Magazines, newspapers, newswire services and electronic information distribution firms "sell" information to subscribers or clients. USDA does not "sell" its information to any public. It contracts with a computer firm to provide this information electronically in the same way it contracts with a printing firm to print a report or publication for distribution to the public. Users pay a small fee for the delivery system - computer or printing and postage.

Finally, the writer concludes that the USDA and NTIS examples foreshadow what may be the dismantling of the federal information structure. This is diametric to the very reason for expanding means of distributing government information to the public using the new technology available to us at the least possible cost.

Stan W. Prochaska
Chief, Special Programs Division
Office of Information, USDA


Harry Lewis Responds:

Regardless of how one characterizes the transaction between USDA and its database contractor, Martin Marietta Data Systems, (MMDS) agency (read taxpayer) funds are expended to load agency data into the contractor's system. Tax dollars are also expended on retrieval. Whether buying the information or buying the computer time to access the information, the semantic difference to the agency and the taxpayer is irrelevant. In this case MMDS is selling the USDA access - by way of its computer - to information the agency has previously paid to load into the contractor's system. Taxpayers pay when data is originally collected by the agency; when it is loaded into the MMDS system; and when it is accessed by USDA employees. In addition, MMDS derives the significant and exclusive benefit of making this data available to the public upon demand.
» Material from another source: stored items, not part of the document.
//! Pipeline manager metrics
//!
//! Atomic counters shared by the manager and every pipeline it builds.
//! All operations use relaxed ordering; values are eventually consistent.

use std::sync::Arc;
use std::sync::atomic::{AtomicU64, Ordering};

use tally_metrics::{PipelineMetricsProvider, PipelineSnapshot};

/// Counters for the pipeline manager and its pipelines
#[derive(Debug, Default)]
pub struct PipelineMetrics {
    dispatched: AtomicU64,
    matched: AtomicU64,
    unmatched: AtomicU64,
    chain_errors: AtomicU64,
    publish_errors: AtomicU64,
    sequence_drops: AtomicU64,
    flushes: AtomicU64,
    flush_errors: AtomicU64,
    reloads: AtomicU64,
    generation: AtomicU64,
}

impl PipelineMetrics {
    #[inline]
    pub const fn new() -> Self {
        Self {
            dispatched: AtomicU64::new(0),
            matched: AtomicU64::new(0),
            unmatched: AtomicU64::new(0),
            chain_errors: AtomicU64::new(0),
            publish_errors: AtomicU64::new(0),
            sequence_drops: AtomicU64::new(0),
            flushes: AtomicU64::new(0),
            flush_errors: AtomicU64::new(0),
            reloads: AtomicU64::new(0),
            generation: AtomicU64::new(0),
        }
    }

    #[inline]
    pub fn record_dispatched(&self) {
        self.dispatched.fetch_add(1, Ordering::Relaxed);
    }

    #[inline]
    pub fn record_matched(&self, pipelines: u64) {
        self.matched.fetch_add(pipelines, Ordering::Relaxed);
    }

    #[inline]
    pub fn record_unmatched(&self) {
        self.unmatched.fetch_add(1, Ordering::Relaxed);
    }

    #[inline]
    pub fn record_chain_error(&self) {
        self.chain_errors.fetch_add(1, Ordering::Relaxed);
    }

    #[inline]
    pub fn record_publish_error(&self) {
        self.publish_errors.fetch_add(1, Ordering::Relaxed);
    }

    #[inline]
    pub fn record_sequence_drop(&self) {
        self.sequence_drops.fetch_add(1, Ordering::Relaxed);
    }

    /// Record one chain flush and the stage errors it reported
    #[inline]
    pub fn record_flush(&self, errors: u64) {
        self.flushes.fetch_add(1, Ordering::Relaxed);
        self.flush_errors.fetch_add(errors, Ordering::Relaxed);
    }

    /// Record a completed reload into `generation`
    #[inline]
    pub fn record_reload(&self, generation: u64) {
        self.reloads.fetch_add(1, Ordering::Relaxed);
        self.generation.store(generation, Ordering::Relaxed);
    }

    /// Set the generation number without counting a reload
    #[inline]
    pub fn set_generation(&self, generation: u64) {
        self.generation.store(generation, Ordering::Relaxed);
    }

    pub fn snapshot(&self) -> PipelineSnapshot {
        PipelineSnapshot {
            dispatched: self.dispatched.load(Ordering::Relaxed),
            matched: self.matched.load(Ordering::Relaxed),
            unmatched: self.unmatched.load(Ordering::Relaxed),
            chain_errors: self.chain_errors.load(Ordering::Relaxed),
            publish_errors: self.publish_errors.load(Ordering::Relaxed),
            sequence_drops: self.sequence_drops.load(Ordering::Relaxed),
            flushes: self.flushes.load(Ordering::Relaxed),
            flush_errors: self.flush_errors.load(Ordering::Relaxed),
            reloads: self.reloads.load(Ordering::Relaxed),
            generation: self.generation.load(Ordering::Relaxed),
        }
    }
}

/// Handle for reading pipeline counters from the metrics reporter
///
/// Stays valid across reloads.
#[derive(Clone)]
pub struct PipelineMetricsHandle {
    pub(crate) metrics: Arc<PipelineMetrics>,
}

impl PipelineMetricsProvider for PipelineMetricsHandle {
    fn pipeline_snapshot(&self) -> PipelineSnapshot {
        self.metrics.snapshot()
    }
}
In my article, I referred to a "lucrative secondhand market of commercial data base operators who purchase USDA information from the Electronic Dissemination of Information system (EDI )and sell it to the public." To clarify, these commercial operators purchase the data by paying for the computer time from EDI contractor, MMDS. By way of correction, EDI belongs to USDA, which then contracts for its availability through MMDS. Although MMDS provides this information to the public, it cannot really be compared to a printing firm, as Mr. Prochaska has indicated. Government printing contracts generally provide for printing services to the agency. The private printer does not hold the right of distribution to the public, as MMDS does. Instead, the agency has generally made publications available, at least until recently, for free - postage and printing prepaid. [Although many reports and other USDA publications can still, at this writing, be obtained in paper copy at no charge, numerous reports, including consumer and nutrition publications once available to the public for free, can now only be had through the Government Printing Office for a price.]

Finally, the privatization of federal agency databanks may indeed threaten the structure and accessibility of the federal information system as it has existed. Privatized data bases may effectively exclude or inhibit those of the public unable to pay a private data firm's computer access fees. The issue is whether this new information management technology will be applied to the maximum benefit of the taxpayer and citizen consumers of modest means, or applied to the maximum benefit of private commercial interests who, in the spirit of President Reagan's in}'ormation policy, are eager to perform a government service for a substantial profit.